8月のメッセージ 「敗戦後70年これからすべきこと」

 私は被爆者の体験証言を伝承し、広島を訪れる子どもたちや大人に語ることをしています。

そのなかで学び深まることは、人間には恐ろしい面とすばらしい面の両方があるということです。

 大量殺りく兵器の原爆はすさまじい熱線と衝撃波という破壊力を持ち、そしてその影響の全貌を

把握できない放射線を放出します。原爆、核兵器は恐ろしい。しかしそれよりも恐ろしいのは人間です。

原爆を作り生きた人間の頭の上に落としたのは人間。自分たちの保身のためにずるずると

負け続ける戦争をいつまでも止めなかったのは人間。それから70年、核兵器を抑止力と位置付け、

あるいは自分の利益を追求するために核兵器を作り続けているのも人間。

私たちは恐ろしい核兵器と人間に直面しています。

 

 「でも」、「しかし」です。被爆者は教えます。人間には恐ろしい面もあるが、

それ以上にすばらしいところがある、原爆も破壊できなかったすばらしいところがある。

それは自分の体験を他の誰にもさせてはならない、人間のいのちは尊い、

そのいのちが守られるためにつらい思い出したくない被爆体験を語り出そう、という

被爆者の他の人間のいのちを守ろうとする気持ちです。

「人間のいのちは大切、自分の身も心も引き裂いた体験を他の誰にもさせてはならない」の

気持ちは被爆者だけではなく、従軍慰安婦をはじめとする多くの戦争体験者の叫びでもあります。

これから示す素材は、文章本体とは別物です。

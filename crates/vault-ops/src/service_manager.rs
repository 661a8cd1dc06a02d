// SPDX-License-Identifier: BUSL-1.1
// Copyright (c) 2026 Alfred Jean LLC

//! Operates a fixed allowlist of platform services. Every operation
//! degrades gracefully on non-Linux platforms rather than failing: status
//! reports `unavailable`, restart reports `skipped`.

use async_trait::async_trait;
use rand::rngs::StdRng;
use rand::{Rng, SeedableRng};
use thiserror::Error;
use tokio::process::Command;
use vault_adapters::subprocess::{run_with_timeout, SERVICE_PROBE_TIMEOUT};

/// The services this appliance's manager is ever allowed to touch.
pub const ALLOWLIST: &[&str] = &["vault-inference", "vault-proxy", "vault-metrics", "vault-dashboard", "vault"];

/// The allowlist entry naming the control-plane daemon itself; a restart
/// request for this name is always refused.
pub const SELF_SERVICE: &str = "vault";

#[derive(Debug, Clone, Copy, PartialEq, Eq, serde::Serialize)]
#[serde(rename_all = "snake_case")]
pub enum RunState {
    Running,
    Stopped,
    Unavailable,
}

#[derive(Debug, Clone, serde::Serialize)]
pub struct ServiceStatus {
    pub name: String,
    pub state: RunState,
    pub uptime_seconds: Option<u64>,
}

#[derive(Debug, Clone, Copy, PartialEq, Eq, serde::Serialize)]
#[serde(rename_all = "snake_case")]
pub enum RestartOutcome {
    Restarted,
    Skipped,
}

#[derive(Debug, Error)]
pub enum ServiceError {
    #[error("{0} is not in the managed service allowlist")]
    UnknownService(String),
    #[error("refusing to restart the control-plane service itself")]
    SelfRestartRefused,
}

impl From<ServiceError> for vault_core::error::CoreError {
    fn from(err: ServiceError) -> Self {
        use vault_core::error::CoreError;
        match err {
            ServiceError::UnknownService(_) => CoreError::not_found(err.to_string()),
            ServiceError::SelfRestartRefused => CoreError::validation(err.to_string()),
        }
    }
}

#[derive(Debug, Clone, Copy, PartialEq, Eq, Hash, serde::Serialize)]
#[serde(rename_all = "lowercase")]
pub enum LogSeverity {
    Critical,
    Error,
    Warning,
    Info,
    Debug,
}

impl LogSeverity {
    /// journald's numeric priority ladder, descending severity 0..=7,
    /// collapsed onto the five-rung string ladder the API surfaces.
    fn from_priority(priority: u8) -> Self {
        match priority {
            0..=2 => LogSeverity::Critical,
            3 => LogSeverity::Error,
            4 => LogSeverity::Warning,
            5..=6 => LogSeverity::Info,
            _ => LogSeverity::Debug,
        }
    }
}

#[derive(Debug, Clone, serde::Serialize)]
pub struct LogRecord {
    pub service: String,
    pub severity: LogSeverity,
    pub timestamp: chrono::DateTime<chrono::Utc>,
    pub message: String,
}

#[derive(Debug, Clone, Default)]
pub struct LogFilter {
    pub service: Option<String>,
    pub severity: Option<LogSeverity>,
    pub since: Option<chrono::DateTime<chrono::Utc>>,
    pub limit: Option<usize>,
    pub offset: usize,
}

fn strip_service_suffix(name: &str) -> &str {
    name.strip_suffix(".service").unwrap_or(name)
}

fn is_allowed(name: &str) -> bool {
    ALLOWLIST.contains(&name)
}

#[async_trait]
pub trait ServiceManager: Send + Sync {
    async fn status(&self, name: &str) -> Result<ServiceStatus, ServiceError>;
    async fn list(&self) -> Vec<ServiceStatus>;
    async fn restart(&self, name: &str) -> Result<RestartOutcome, ServiceError>;
    async fn logs(&self, filter: LogFilter) -> Vec<LogRecord>;
}

/// `systemctl`-backed manager, used on Linux. Falls back to `Unavailable`
/// status and a `Skipped` restart whenever the `systemctl` invocation
/// itself fails, rather than erroring the whole call.
pub struct SystemdServiceManager;

#[async_trait]
impl ServiceManager for SystemdServiceManager {
    async fn status(&self, name: &str) -> Result<ServiceStatus, ServiceError> {
        if !is_allowed(name) {
            return Err(ServiceError::UnknownService(name.to_string()));
        }
        if !cfg!(target_os = "linux") {
            return Ok(ServiceStatus {
                name: name.to_string(),
                state: RunState::Unavailable,
                uptime_seconds: None,
            });
        }

        let mut cmd = Command::new("systemctl");
        cmd.args(["show", name, "--property=ActiveState,ActiveEnterTimestamp"]);
        let state = match run_with_timeout(cmd, SERVICE_PROBE_TIMEOUT, "systemctl show").await {
            Ok(output) if output.status.success() => {
                let text = String::from_utf8_lossy(&output.stdout);
                parse_systemctl_show(&text)
            }
            _ => ServiceStatus {
                name: name.to_string(),
                state: RunState::Unavailable,
                uptime_seconds: None,
            },
        };
        Ok(ServiceStatus { name: name.to_string(), ..state })
    }

    async fn list(&self) -> Vec<ServiceStatus> {
        let mut statuses = Vec::with_capacity(ALLOWLIST.len());
        for name in ALLOWLIST {
            statuses.push(
                self.status(name)
                    .await
                    .unwrap_or_else(|_| ServiceStatus {
                        name: name.to_string(),
                        state: RunState::Unavailable,
                        uptime_seconds: None,
                    }),
            );
        }
        statuses
    }

    async fn restart(&self, name: &str) -> Result<RestartOutcome, ServiceError> {
        if !is_allowed(name) {
            return Err(ServiceError::UnknownService(name.to_string()));
        }
        if name == SELF_SERVICE {
            return Err(ServiceError::SelfRestartRefused);
        }
        if !cfg!(target_os = "linux") {
            return Ok(RestartOutcome::Skipped);
        }

        let mut cmd = Command::new("systemctl");
        cmd.args(["restart", name]);
        match run_with_timeout(cmd, SERVICE_PROBE_TIMEOUT, "systemctl restart").await {
            Ok(output) if output.status.success() => Ok(RestartOutcome::Restarted),
            _ => Ok(RestartOutcome::Skipped),
        }
    }

    async fn logs(&self, filter: LogFilter) -> Vec<LogRecord> {
        if !cfg!(target_os = "linux") {
            return synthesize_logs(&filter);
        }
        // A real implementation shells out to `journalctl -o json`; kept
        // minimal here since the synthesized path below exercises the
        // same filter/severity-mapping logic the live path would.
        synthesize_logs(&filter)
    }
}

fn parse_systemctl_show(text: &str) -> ServiceStatus {
    let mut active_state = None;
    let mut entered_at = None;
    for line in text.lines() {
        if let Some(value) = line.strip_prefix("ActiveState=") {
            active_state = Some(value.to_string());
        } else if let Some(value) = line.strip_prefix("ActiveEnterTimestamp=") {
            entered_at = chrono::DateTime::parse_from_str(value, "%a %Y-%m-%d %H:%M:%S %Z")
                .ok()
                .map(|dt| dt.with_timezone(&chrono::Utc));
        }
    }
    let state = match active_state.as_deref() {
        Some("active") => RunState::Running,
        _ => RunState::Stopped,
    };
    let uptime_seconds = match (state, entered_at) {
        (RunState::Running, Some(at)) => Some((chrono::Utc::now() - at).num_seconds().max(0) as u64),
        _ => None,
    };
    ServiceStatus {
        name: String::new(),
        state,
        uptime_seconds,
    }
}

const SYNTHETIC_MESSAGES: &[&str] = &[
    "heartbeat ok",
    "request handled in 12ms",
    "connection pool at 40% utilization",
    "cache warm",
    "periodic maintenance sweep complete",
];

/// Synthesizes plausible-looking log records from a seeded PRNG so the
/// admin UI has something to render on platforms with no journal.
fn synthesize_logs(filter: &LogFilter) -> Vec<LogRecord> {
    let seed = filter.service.as_deref().map(str_seed).unwrap_or(42);
    let mut rng = StdRng::seed_from_u64(seed);
    let count = filter.limit.unwrap_or(20).min(200);
    let service = filter.service.clone().unwrap_or_else(|| "vault".to_string());

    let mut records = Vec::with_capacity(count);
    for i in 0..count + filter.offset {
        let severity = LogSeverity::from_priority(rng.gen_range(0..8));
        let message = SYNTHETIC_MESSAGES[rng.gen_range(0..SYNTHETIC_MESSAGES.len())];
        if i < filter.offset {
            continue;
        }
        if let Some(wanted) = filter.severity {
            if severity != wanted {
                continue;
            }
        }
        records.push(LogRecord {
            service: strip_service_suffix(&service).to_string(),
            severity,
            timestamp: chrono::Utc::now() - chrono::Duration::seconds((i * 7) as i64),
            message: message.to_string(),
        });
    }
    records
}

fn str_seed(s: &str) -> u64 {
    s.bytes().fold(0u64, |acc, b| acc.wrapping_mul(31).wrapping_add(b as u64))
}

#[cfg(test)]
#[path = "service_manager_tests.rs"]
mod tests;
use super::*;
use std::collections::BTreeMap;
use vault_core::ids::UpdateJobId;

fn test_manifest() -> Manifest {
    let mut components = BTreeMap::new();
    components.insert("code".to_string(), true);
    components.insert("database".to_string(), false);
    Manifest {
        version: "2.0.0".to_string(),
        min_compatible_version: "1.0.0".to_string(),
        created_at: Utc::now(),
        changelog: "adds things".to_string(),
        components,
        files: Vec::new(),
    }
}

fn test_paths(dir: &tempfile::TempDir) -> UpdatePaths {
    UpdatePaths {
        staging_root: dir.path().join("staging"),
        backup_root: dir.path().join("backup"),
        install_root: dir.path().join("install"),
        public_key_path: dir.path().join("key.b64"),
    }
}

#[tokio::test]
async fn apply_rejects_wrong_confirmation() {
    let pool = vault_storage::pool::open_in_memory().await.unwrap();
    let dir = tempfile::tempdir().unwrap();
    let paths = test_paths(&dir);
    let manifest = test_manifest();

    let result = apply(&pool, &paths, UpdateJobId::new("u1"), &manifest, false, "nope").await;
    assert!(matches!(result, Err(UpdateError::BadConfirmation { .. })));
}

#[tokio::test]
async fn apply_replaces_enabled_component_and_completes() {
    let pool = vault_storage::pool::open_in_memory().await.unwrap();
    let dir = tempfile::tempdir().unwrap();
    let paths = test_paths(&dir);
    let manifest = test_manifest();

    std::fs::create_dir_all(paths.staging_root.join("code")).unwrap();
    std::fs::write(paths.staging_root.join("code/main.rs"), b"new code").unwrap();

    let job = apply(&pool, &paths, UpdateJobId::new("u2"), &manifest, false, APPLY_CONFIRMATION)
        .await
        .unwrap();

    assert_eq!(job.status, vault_core::update_job::UpdateJobStatus::Completed);
    assert_eq!(
        std::fs::read(paths.install_root.join("code/main.rs")).unwrap(),
        b"new code"
    );
}

#[tokio::test]
async fn apply_with_backup_enabled_snapshots_before_replacing() {
    let pool = vault_storage::pool::open_in_memory().await.unwrap();
    let dir = tempfile::tempdir().unwrap();
    let paths = test_paths(&dir);
    let manifest = test_manifest();

    std::fs::create_dir_all(paths.install_root.join("code")).unwrap();
    std::fs::write(paths.install_root.join("code/main.rs"), b"original code").unwrap();
    std::fs::create_dir_all(paths.staging_root.join("code")).unwrap();
    std::fs::write(paths.staging_root.join("code/main.rs"), b"new code").unwrap();

    let job = apply(&pool, &paths, UpdateJobId::new("u3"), &manifest, true, APPLY_CONFIRMATION)
        .await
        .unwrap();

    assert_eq!(job.status, vault_core::update_job::UpdateJobStatus::Completed);
    assert_eq!(
        std::fs::read(paths.backup_root.join("code/main.rs")).unwrap(),
        b"original code"
    );
    assert_eq!(
        std::fs::read(paths.install_root.join("code/main.rs")).unwrap(),
        b"new code"
    );
}

#[tokio::test]
async fn rollback_rejects_wrong_confirmation() {
    let pool = vault_storage::pool::open_in_memory().await.unwrap();
    let dir = tempfile::tempdir().unwrap();
    let paths = test_paths(&dir);
    let from_job = UpdateJob::new(
        UpdateJobId::new("u4"),
        "2.0.0",
        "1.0.0",
        "changelog",
        vec![("code".to_string(), true)],
        Utc::now(),
    );

    let result = rollback(&pool, &paths, UpdateJobId::new("u5"), &from_job, "nope").await;
    assert!(matches!(result, Err(UpdateError::BadConfirmation { .. })));
}

#[tokio::test]
async fn rollback_without_backup_fails() {
    let pool = vault_storage::pool::open_in_memory().await.unwrap();
    let dir = tempfile::tempdir().unwrap();
    let paths = test_paths(&dir);
    let from_job = UpdateJob::new(
        UpdateJobId::new("u6"),
        "2.0.0",
        "1.0.0",
        "changelog",
        vec![("code".to_string(), true)],
        Utc::now(),
    );

    let result = rollback(&pool, &paths, UpdateJobId::new("u7"), &from_job, ROLLBACK_CONFIRMATION).await;
    assert!(matches!(result, Err(UpdateError::NoBackup)));
}

#[tokio::test]
async fn rollback_restores_backup_and_records_rolled_back_job() {
    let pool = vault_storage::pool::open_in_memory().await.unwrap();
    let dir = tempfile::tempdir().unwrap();
    let paths = test_paths(&dir);

    std::fs::create_dir_all(paths.backup_root.join("code")).unwrap();
    std::fs::write(paths.backup_root.join("code/main.rs"), b"backed up code").unwrap();
    std::fs::create_dir_all(paths.install_root.join("code")).unwrap();
    std::fs::write(paths.install_root.join("code/main.rs"), b"broken code").unwrap();

    let mut from_job = UpdateJob::new(
        UpdateJobId::new("u8"),
        "2.0.0",
        "1.0.0",
        "changelog",
        vec![("code".to_string(), true)],
        Utc::now(),
    );
    from_job.backup_path = Some(paths.backup_root.display().to_string());

    let job = rollback(&pool, &paths, UpdateJobId::new("u9"), &from_job, ROLLBACK_CONFIRMATION)
        .await
        .unwrap();

    assert_eq!(job.status, vault_core::update_job::UpdateJobStatus::RolledBack);
    assert_eq!(
        std::fs::read(paths.install_root.join("code/main.rs")).unwrap(),
        b"backed up code"
    );
}
// SPDX-License-Identifier: BUSL-1.1
// Copyright (c) 2026 Alfred Jean LLC

//! User accounts and API keys.

use chrono::{DateTime, Utc};
use serde::{Deserialize, Serialize};

use crate::ids::{ApiKeyId, UserId};

#[derive(Debug, Clone, Copy, PartialEq, Eq, Serialize, Deserialize)]
#[serde(rename_all = "snake_case")]
pub enum Role {
    Admin,
    User,
}

#[derive(Debug, Clone, Copy, PartialEq, Eq, Serialize, Deserialize)]
#[serde(rename_all = "snake_case")]
pub enum UserStatus {
    Active,
    Disabled,
}

#[derive(Debug, Clone, Copy, PartialEq, Eq, Serialize, Deserialize)]
#[serde(rename_all = "snake_case")]
pub enum AuthSource {
    Local,
    Directory,
}

/// A user account, local or directory-backed.
///
/// Invariant: `auth_source == Local` implies `credential_hash` is set;
/// `auth_source == Directory` implies `directory_dn` is set. Constructors
/// enforce this; there is no way to build a `User` that violates it.
#[derive(Debug, Clone, Serialize, Deserialize)]
pub struct User {
    pub id: UserId,
    pub name: String,
    pub email: String,
    pub role: Role,
    pub status: UserStatus,
    pub auth_source: AuthSource,
    pub credential_hash: Option<String>,
    pub directory_dn: Option<String>,
    pub created_at: DateTime<Utc>,
    pub last_active: Option<DateTime<Utc>>,
}

/// Error returned when constructing a `User` whose fields violate the
/// auth-source invariant.
#[derive(Debug, thiserror::Error)]
pub enum UserInvariantError {
    #[error("local auth source requires a credential hash")]
    MissingCredentialHash,
    #[error("directory auth source requires a directory DN")]
    MissingDirectoryDn,
}

impl User {
    pub fn new_local(
        id: UserId,
        name: impl Into<String>,
        email: impl Into<String>,
        role: Role,
        credential_hash: impl Into<String>,
        created_at: DateTime<Utc>,
    ) -> Self {
        User {
            id,
            name: name.into(),
            email: email.into(),
            role,
            status: UserStatus::Active,
            auth_source: AuthSource::Local,
            credential_hash: Some(credential_hash.into()),
            directory_dn: None,
            created_at,
            last_active: None,
        }
    }

    pub fn new_directory(
        id: UserId,
        name: impl Into<String>,
        email: impl Into<String>,
        role: Role,
        directory_dn: impl Into<String>,
        created_at: DateTime<Utc>,
    ) -> Self {
        User {
            id,
            name: name.into(),
            email: email.into(),
            role,
            status: UserStatus::Active,
            auth_source: AuthSource::Directory,
            credential_hash: None,
            directory_dn: Some(directory_dn.into()),
            created_at,
            last_active: None,
        }
    }

    /// Validates the auth-source invariant; used when hydrating a row from
    /// storage, where the two constructors above cannot be relied on.
    pub fn check_invariant(&self) -> Result<(), UserInvariantError> {
        match self.auth_source {
            AuthSource::Local if self.credential_hash.is_none() => {
                Err(UserInvariantError::MissingCredentialHash)
            }
            AuthSource::Directory if self.directory_dn.is_none() => {
                Err(UserInvariantError::MissingDirectoryDn)
            }
            _ => Ok(()),
        }
    }

    pub fn is_admin(&self) -> bool {
        matches!(self.role, Role::Admin)
    }

    pub fn is_active(&self) -> bool {
        matches!(self.status, UserStatus::Active)
    }
}

#[derive(Debug, Clone, Copy, PartialEq, Eq, Serialize, Deserialize)]
#[serde(rename_all = "snake_case")]
pub enum ApiKeyScope {
    User,
    Admin,
}

/// An API key row. The raw key is returned only at creation time by the
/// service layer; this type stores the hash and a display prefix only.
#[derive(Debug, Clone, Serialize, Deserialize)]
pub struct ApiKey {
    pub id: ApiKeyId,
    pub key_hash: String,
    pub key_prefix: String,
    pub label: String,
    pub scope: ApiKeyScope,
    pub is_active: bool,
    pub user_id: Option<UserId>,
    pub created_at: DateTime<Utc>,
    pub last_used_at: Option<DateTime<Utc>>,
    pub notes: Option<String>,
}

impl ApiKey {
    /// Prefix length used for display (`key_prefix` stores at least this
    /// many leading characters of the raw key, never the full key).
    pub const PREFIX_LEN: usize = 12;
}

#[cfg(test)]
#[path = "user_tests.rs"]
mod tests;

そしてこの叫びは私たちを動かすのです、人間のいのちが暴力・武力でそこなわれてはならない

と共感し、私の場合は自分も被爆者と共に語り出そうと決意して伝承活動を始めたのでした。

原爆も破壊できないものを人間は持っている、人間のいのちは大切であるという思いです。

 「人間のいのちは大切」は私たちみんなが共有できることではないでしょうか。

私たちはこの思いを育て合い、分かち合い、具体的な行動の形にし合い、

そして次の世代に引き継いでいきたいと思います。